((

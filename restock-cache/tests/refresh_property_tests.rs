//! Property-Based Tests for Refresh Cycles
//!
//! **Property 1: Bounded Retry**
//!
//! For any set of distinct chunks, any pool size and any retry budget R,
//! a chunk that always fails is attempted exactly R times in one cycle and a
//! chunk that never fails is attempted exactly once.
//!
//! **Property 2: All-or-Nothing Watermark**
//!
//! The committed watermark advances only when every planned chunk loads.

use proptest::prelude::*;
use restock_cache::{CacheError, Watermark};
use restock_test_utils::fixtures::{manual_cache, manual_config};
use restock_test_utils::generators::{arb_distinct_chunks, arb_watermark};
use restock_test_utils::MockLoader;
use tokio::runtime::Runtime;

// ============================================================================
// TEST CONFIGURATION
// ============================================================================

fn test_runtime() -> Result<Runtime, TestCaseError> {
    Runtime::new().map_err(|e| TestCaseError::fail(format!("Failed to create runtime: {}", e)))
}

// ============================================================================
// PROPERTY TEST STRATEGIES
// ============================================================================

/// Distinct chunks paired with a failure mask of the same length.
fn chunks_with_failures() -> impl Strategy<Value = (Vec<u32>, Vec<bool>)> {
    arb_distinct_chunks(12).prop_flat_map(|chunks| {
        let n = chunks.len();
        (Just(chunks), proptest::collection::vec(any::<bool>(), n))
    })
}

// ============================================================================
// PROPERTY TESTS
// ============================================================================

proptest! {
    #![proptest_config(ProptestConfig::with_cases(32))]

    #[test]
    fn prop_attempts_are_bounded_by_budget(
        (chunks, failing) in chunks_with_failures(),
        pool_size in 1usize..=6,
        budget in 1u32..=4,
        proposed in arb_watermark(),
    ) {
        let rt = test_runtime()?;
        rt.block_on(async {
            let mut loader = MockLoader::new();
            for (chunk, fails) in chunks.iter().zip(&failing) {
                loader = if *fails {
                    loader.always_fail(*chunk)
                } else {
                    loader.propose_on(*chunk, proposed)
                };
            }

            let cache = manual_cache(
                loader.clone(),
                chunks.clone(),
                manual_config().with_pool_size(pool_size).with_retry_budget(budget),
            )
            .map_err(|e| TestCaseError::fail(e.to_string()))?;

            let result = cache.run_now(true).await;
            let failing_count = failing.iter().filter(|f| **f).count();

            for (chunk, fails) in chunks.iter().zip(&failing) {
                let expected = if *fails { budget as usize } else { 1 };
                prop_assert_eq!(loader.attempts_for(*chunk), expected);
            }

            if failing_count == 0 {
                let report = result
                    .map_err(|e| TestCaseError::fail(e.to_string()))?
                    .ok_or_else(|| TestCaseError::fail("cycle did not run"))?;
                prop_assert_eq!(report.succeeded, chunks.len());
                let expected = if chunks.is_empty() { Watermark::zero() } else { proposed };
                prop_assert_eq!(cache.committed_watermark(), expected);
            } else {
                match result {
                    Err(CacheError::RefreshFailed { planned, permanently_failed, unfinished, .. }) => {
                        prop_assert_eq!(planned, chunks.len());
                        prop_assert_eq!(permanently_failed, failing_count);
                        prop_assert_eq!(unfinished, 0);
                    }
                    other => prop_assert!(false, "expected RefreshFailed, got {:?}", other),
                }
                prop_assert!(cache.committed_watermark().is_zero());
            }
            Ok::<(), TestCaseError>(())
        })?;
    }

    #[test]
    fn prop_registry_holds_every_successful_chunk(
        (chunks, failing) in chunks_with_failures(),
        pool_size in 1usize..=6,
    ) {
        let rt = test_runtime()?;
        rt.block_on(async {
            let mut loader = MockLoader::new();
            for (chunk, fails) in chunks.iter().zip(&failing) {
                if *fails {
                    loader = loader.always_fail(*chunk);
                }
            }

            let cache = manual_cache(
                loader,
                chunks.clone(),
                manual_config().with_pool_size(pool_size),
            )
            .map_err(|e| TestCaseError::fail(e.to_string()))?;
            let _ = cache.run_now(true).await;

            for (chunk, fails) in chunks.iter().zip(&failing) {
                let key = u64::from(*chunk) * 1000;
                let present = cache
                    .try_get(&key)
                    .await
                    .map_err(|e| TestCaseError::fail(e.to_string()))?
                    .is_some();
                prop_assert_eq!(present, !*fails);
            }
            Ok::<(), TestCaseError>(())
        })?;
    }
}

))

**Directions:** Your answer should contain every entry, transcribed exactly.

**Solution for this exercise:**
filename restock-cache/tests/refresh_property_tests.rs
//! Property-Based Tests for Refresh Cycles
//!
//! **Property 1: Bounded Retry**
//!
//! For any set of distinct chunks, any pool size and any retry budget R,
//! a chunk that always fails is attempted exactly R times in one cycle and a
//! chunk that never fails is attempted exactly once.
//!
//! **Property 2: All-or-Nothing Watermark**
//!
//! The committed watermark advances only when every planned chunk loads.

use proptest::prelude::*;
use restock_cache::{CacheError, Watermark};
use restock_test_utils::fixtures::{manual_cache, manual_config};
use restock_test_utils::generators::{arb_distinct_chunks, arb_watermark};
use restock_test_utils::MockLoader;
use tokio::runtime::Runtime;

// ============================================================================
// TEST CONFIGURATION
// ============================================================================

fn test_runtime() -> Result<Runtime, TestCaseError> {
    Runtime::new().map_err(|e| TestCaseError::fail(format!("Failed to create runtime: {}", e)))
}

// ============================================================================
// PROPERTY TEST STRATEGIES
// ============================================================================

/// Distinct chunks paired with a failure mask of the same length.
fn chunks_with_failures() -> impl Strategy<Value = (Vec<u32>, Vec<bool>)> {
    arb_distinct_chunks(12).prop_flat_map(|chunks| {
        let n = chunks.len();
        (Just(chunks), proptest::collection::vec(any::<bool>(), n))
    })
}

// ============================================================================
// PROPERTY TESTS
// ============================================================================

proptest! {
    #![proptest_config(ProptestConfig::with_cases(32))]

    #[test]
    fn prop_attempts_are_bounded_by_budget(
        (chunks, failing) in chunks_with_failures(),
        pool_size in 1usize..=6,
        budget in 1u32..=4,
        proposed in arb_watermark(),
    ) {
        let rt = test_runtime()?;
        rt.block_on(async {
            let mut loader = MockLoader::new();
            for (chunk, fails) in chunks.iter().zip(&failing) {
                loader = if *fails {
                    loader.always_fail(*chunk)
                } else {
                    loader.propose_on(*chunk, proposed)
                };
            }

            let cache = manual_cache(
                loader.clone(),
                chunks.clone(),
                manual_config().with_pool_size(pool_size).with_retry_budget(budget),
            )
            .map_err(|e| TestCaseError::fail(e.to_string()))?;

            let result = cache.run_now(true).await;
            let failing_count = failing.iter().filter(|f| **f).count();

            for (chunk, fails) in chunks.iter().zip(&failing) {
                let expected = if *fails { budget as usize } else { 1 };
                prop_assert_eq!(loader.attempts_for(*chunk), expected);
            }

            if failing_count == 0 {
                let report = result
                    .map_err(|e| TestCaseError::fail(e.to_string()))?
                    .ok_or_else(|| TestCaseError::fail("cycle did not run"))?;
                prop_assert_eq!(report.succeeded, chunks.len());
                let expected = if chunks.is_empty() { Watermark::zero() } else { proposed };
                prop_assert_eq!(cache.committed_watermark(), expected);
            } else {
                match result {
                    Err(CacheError::RefreshFailed { planned, permanently_failed, unfinished, .. }) => {
                        prop_assert_eq!(planned, chunks.len());
                        prop_assert_eq!(permanently_failed, failing_count);
                        prop_assert_eq!(unfinished, 0);
                    }
                    other => prop_assert!(false, "expected RefreshFailed, got {:?}", other),
                }
                prop_assert!(cache.committed_watermark().is_zero());
            }
            Ok::<(), TestCaseError>(())
        })?;
    }

    #[test]
    fn prop_registry_holds_every_successful_chunk(
        (chunks, failing) in chunks_with_failures(),
        pool_size in 1usize..=6,
    ) {
        let rt = test_runtime()?;
        rt.block_on(async {
            let mut loader = MockLoader::new();
            for (chunk, fails) in chunks.iter().zip(&failing) {
                if *fails {
                    loader = loader.always_fail(*chunk);
                }
            }

            let cache = manual_cache(
                loader,
                chunks.clone(),
                manual_config().with_pool_size(pool_size),
            )
            .map_err(|e| TestCaseError::fail(e.to_string()))?;
            let _ = cache.run_now(true).await;

            for (chunk, fails) in chunks.iter().zip(&failing) {
                let key = u64::from(*chunk) * 1000;
                let present = cache
                    .try_get(&key)
                    .await
                    .map_err(|e| TestCaseError::fail(e.to_string()))?
                    .is_some();
                prop_assert_eq!(present, !*fails);
            }
            Ok::<(), TestCaseError>(())
        })?;
    }
}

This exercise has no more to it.